### LISTED RECORDS
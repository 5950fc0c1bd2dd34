//! Peer-to-peer chat node binary.
//!
//! Runs one node of the static peer table: connects to every other node,
//! sends them messages and prints everything it receives.

use peerchat_node::cli::Cli;
use peerchat_node::config::NodeConfig;
use peerchat_node::node::Node;
use peerchat_p2p::PeerDirectory;
use tracing_subscriber::EnvFilter;

#[tokio::main]
async fn main() -> anyhow::Result<()> {
    // Parse CLI arguments
    let cli = Cli::parse_args();

    // Set up logging
    let filter = EnvFilter::try_from_default_env()
        .unwrap_or_else(|_| EnvFilter::new(&cli.log_level));

    tracing_subscriber::fmt()
        .with_env_filter(filter)
        .with_target(true)
        .with_thread_ids(false)
        .with_file(false)
        .with_line_number(false)
        .init();

    tracing::info!("Peerchat Node v{}", env!("CARGO_PKG_VERSION"));

    // Build configuration
    let config = NodeConfig::from_cli(&cli, PeerDirectory::builtin())?;

    // Create and run node
    let node = Node::new(config)?;
    node.run().await?;

    Ok(())
}
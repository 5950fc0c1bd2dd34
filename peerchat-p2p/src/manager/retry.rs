//! Fixed-interval retry.

use std::fmt;
use std::future::Future;
use std::time::Duration;

use crate::config::{DEFAULT_RETRY_ATTEMPTS, DEFAULT_RETRY_INTERVAL};

/// How many times to try an operation and how long to wait between tries.
#[derive(Debug, Clone, Copy, PartialEq, Eq)]
pub struct RetryPolicy {
    /// Total attempts, including the first.
    pub attempts: u32,
    /// Wait after each failed attempt except the last.
    pub interval: Duration,
}

impl Default for RetryPolicy {
    fn default() -> Self {
        Self {
            attempts: DEFAULT_RETRY_ATTEMPTS,
            interval: DEFAULT_RETRY_INTERVAL,
        }
    }
}

impl RetryPolicy {
    /// Create a policy.
    pub fn new(attempts: u32, interval: Duration) -> Self {
        Self { attempts, interval }
    }
}

/// The retry budget ran out.
#[derive(Debug)]
pub struct RetryExhausted<E> {
    /// Attempts made.
    pub attempts: u32,
    /// Error of the final attempt.
    pub last_error: E,
}

/// Attempt counter for loops that cannot be written as a closure.
///
/// ```ignore
/// let mut attempts = Attempts::new(policy, "open stream");
/// loop {
///     attempts.begin();
///     match try_once().await {
///         Ok(value) => break value,
///         Err(e) => attempts.failed(e).await?,
///     }
/// }
/// ```
#[derive(Debug)]
pub struct Attempts {
    policy: RetryPolicy,
    operation: &'static str,
    made: u32,
}

impl Attempts {
    /// Start counting against `policy`.
    pub fn new(policy: RetryPolicy, operation: &'static str) -> Self {
        Self {
            policy,
            operation,
            made: 0,
        }
    }

    /// Record the start of an attempt and return its 1-based number.
    pub fn begin(&mut self) -> u32 {
        self.made += 1;
        self.made
    }

    /// Record a failure.
    ///
    /// Sleeps the interval and returns `Ok` if another attempt is allowed;
    /// otherwise returns the error without sleeping.
    pub async fn failed<E: fmt::Display>(&mut self, error: E) -> Result<(), RetryExhausted<E>> {
        let max = self.policy.attempts.max(1);
        if self.made >= max {
            return Err(RetryExhausted {
                attempts: self.made,
                last_error: error,
            });
        }

        tracing::warn!(
            operation = self.operation,
            attempt = self.made,
            max,
            error = %error,
            retry_in = ?self.policy.interval,
            "Attempt failed, retrying"
        );
        tokio::time::sleep(self.policy.interval).await;
        Ok(())
    }
}

/// Run `attempt` until it succeeds or the policy is used up.
pub async fn retry<T, E, F, Fut>(
    policy: RetryPolicy,
    operation: &'static str,
    mut attempt: F,
) -> Result<T, RetryExhausted<E>>
where
    F: FnMut() -> Fut,
    Fut: Future<Output = Result<T, E>>,
    E: fmt::Display,
{
    let mut attempts = Attempts::new(policy, operation);
    loop {
        let n = attempts.begin();
        match attempt().await {
            Ok(value) => {
                if n > 1 {
                    tracing::debug!(operation, attempt = n, "Succeeded after retry");
                }
                return Ok(value);
            }
            Err(e) => attempts.failed(e).await?,
        }
    }
}
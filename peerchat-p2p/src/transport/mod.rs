//! Authenticated transport sessions.
//!
//! The establisher only sees these traits, so retry behaviour can be driven
//! by a scripted transport in tests while the node uses [`TcpTransport`].

pub mod tcp;

use async_trait::async_trait;
use peerchat_core::{EndpointId, NodeIdentity};

use crate::error::P2pResult;
use crate::peer::PeerAddr;
use crate::stream::ChatStream;

pub use tcp::{TcpSession, TcpTransport};

/// Dials peers and authenticates the resulting sessions.
#[async_trait]
pub trait Transport: Send + Sync {
    /// Session type produced by a successful dial.
    type Session: Session;

    /// Connect to `peer` and prove identities both ways.
    ///
    /// Fails with `IdentityMismatch` if the remote side is not the endpoint
    /// pinned in `peer`.
    async fn dial(&self, local: &NodeIdentity, peer: &PeerAddr) -> P2pResult<Self::Session>;
}

/// An authenticated connection that can carry one chat stream.
#[async_trait]
pub trait Session: Send {
    /// Endpoint id the remote side proved.
    fn remote_endpoint(&self) -> EndpointId;

    /// Whether the session can carry another stream request.
    fn is_open(&self) -> bool;

    /// Ask the remote side for a stream speaking `protocol`.
    ///
    /// A refused request leaves the session open for another attempt. Any
    /// other failure, including a timeout, closes it: a late answer could
    /// otherwise be taken for the reply to a later request.
    async fn open_stream(&mut self, protocol: &str) -> P2pResult<ChatStream>;
}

### PROBLEM REQUIREMENTS
Copy out each line of the material and keep every word unchanged.

### SOLUTION
repository 5950fc0c1bd2dd34
//! Peer-to-peer chat node binary.
//!
//! Runs one node of the static peer table: connects to every other node,
//! sends them messages and prints everything it receives.

use peerchat_node::cli::Cli;
use peerchat_node::config::NodeConfig;
use peerchat_node::node::Node;
use peerchat_p2p::PeerDirectory;
use tracing_subscriber::EnvFilter;

#[tokio::main]
async fn main() -> anyhow::Result<()> {
    // Parse CLI arguments
    let cli = Cli::parse_args();

    // Set up logging
    let filter = EnvFilter::try_from_default_env()
        .unwrap_or_else(|_| EnvFilter::new(&cli.log_level));

    tracing_subscriber::fmt()
        .with_env_filter(filter)
        .with_target(true)
        .with_thread_ids(false)
        .with_file(false)
        .with_line_number(false)
        .init();

    tracing::info!("Peerchat Node v{}", env!("CARGO_PKG_VERSION"));

    // Build configuration
    let config = NodeConfig::from_cli(&cli, PeerDirectory::builtin())?;

    // Create and run node
    let node = Node::new(config)?;
    node.run().await?;

    Ok(())
}
repository 5950fc0c1bd2dd34
filename peerchat-p2p/src/manager/retry.rs
//! Fixed-interval retry.

use std::fmt;
use std::future::Future;
use std::time::Duration;

use crate::config::{DEFAULT_RETRY_ATTEMPTS, DEFAULT_RETRY_INTERVAL};

/// How many times to try an operation and how long to wait between tries.
#[derive(Debug, Clone, Copy, PartialEq, Eq)]
pub struct RetryPolicy {
    /// Total attempts, including the first.
    pub attempts: u32,
    /// Wait after each failed attempt except the last.
    pub interval: Duration,
}

impl Default for RetryPolicy {
    fn default() -> Self {
        Self {
            attempts: DEFAULT_RETRY_ATTEMPTS,
            interval: DEFAULT_RETRY_INTERVAL,
        }
    }
}

impl RetryPolicy {
    /// Create a policy.
    pub fn new(attempts: u32, interval: Duration) -> Self {
        Self { attempts, interval }
    }
}

/// The retry budget ran out.
#[derive(Debug)]
pub struct RetryExhausted<E> {
    /// Attempts made.
    pub attempts: u32,
    /// Error of the final attempt.
    pub last_error: E,
}

/// Attempt counter for loops that cannot be written as a closure.
///
/// ```ignore
/// let mut attempts = Attempts::new(policy, "open stream");
/// loop {
///     attempts.begin();
///     match try_once().await {
///         Ok(value) => break value,
///         Err(e) => attempts.failed(e).await?,
///     }
/// }
/// ```
#[derive(Debug)]
pub struct Attempts {
    policy: RetryPolicy,
    operation: &'static str,
    made: u32,
}

impl Attempts {
    /// Start counting against `policy`.
    pub fn new(policy: RetryPolicy, operation: &'static str) -> Self {
        Self {
            policy,
            operation,
            made: 0,
        }
    }

    /// Record the start of an attempt and return its 1-based number.
    pub fn begin(&mut self) -> u32 {
        self.made += 1;
        self.made
    }

    /// Record a failure.
    ///
    /// Sleeps the interval and returns `Ok` if another attempt is allowed;
    /// otherwise returns the error without sleeping.
    pub async fn failed<E: fmt::Display>(&mut self, error: E) -> Result<(), RetryExhausted<E>> {
        let max = self.policy.attempts.max(1);
        if self.made >= max {
            return Err(RetryExhausted {
                attempts: self.made,
                last_error: error,
            });
        }

        tracing::warn!(
            operation = self.operation,
            attempt = self.made,
            max,
            error = %error,
            retry_in = ?self.policy.interval,
            "Attempt failed, retrying"
        );
        tokio::time::sleep(self.policy.interval).await;
        Ok(())
    }
}

/// Run `attempt` until it succeeds or the policy is used up.
pub async fn retry<T, E, F, Fut>(
    policy: RetryPolicy,
    operation: &'static str,
    mut attempt: F,
) -> Result<T, RetryExhausted<E>>
where
    F: FnMut() -> Fut,
    Fut: Future<Output = Result<T, E>>,
    E: fmt::Display,
{
    let mut attempts = Attempts::new(policy, operation);
    loop {
        let n = attempts.begin();
        match attempt().await {
            Ok(value) => {
                if n > 1 {
                    tracing::debug!(operation, attempt = n, "Succeeded after retry");
                }
                return Ok(value);
            }
            Err(e) => attempts.failed(e).await?,
        }
    }
}
filename peerchat-p2p/src/transport/mod.rs
//! Authenticated transport sessions.
//!
//! The establisher only sees these traits, so retry behaviour can be driven
//! by a scripted transport in tests while the node uses [`TcpTransport`].

pub mod tcp;

use async_trait::async_trait;
use peerchat_core::{EndpointId, NodeIdentity};

use crate::error::P2pResult;
use crate::peer::PeerAddr;
use crate::stream::ChatStream;

pub use tcp::{TcpSession, TcpTransport};

/// Dials peers and authenticates the resulting sessions.
#[async_trait]
pub trait Transport: Send + Sync {
    /// Session type produced by a successful dial.
    type Session: Session;

    /// Connect to `peer` and prove identities both ways.
    ///
    /// Fails with `IdentityMismatch` if the remote side is not the endpoint
    /// pinned in `peer`.
    async fn dial(&self, local: &NodeIdentity, peer: &PeerAddr) -> P2pResult<Self::Session>;
}

/// An authenticated connection that can carry one chat stream.
#[async_trait]
pub trait Session: Send {
    /// Endpoint id the remote side proved.
    fn remote_endpoint(&self) -> EndpointId;

    /// Whether the session can carry another stream request.
    fn is_open(&self) -> bool;

    /// Ask the remote side for a stream speaking `protocol`.
    ///
    /// A refused request leaves the session open for another attempt. Any
    /// other failure, including a timeout, closes it: a late answer could
    /// otherwise be taken for the reply to a later request.
    async fn open_stream(&mut self, protocol: &str) -> P2pResult<ChatStream>;
}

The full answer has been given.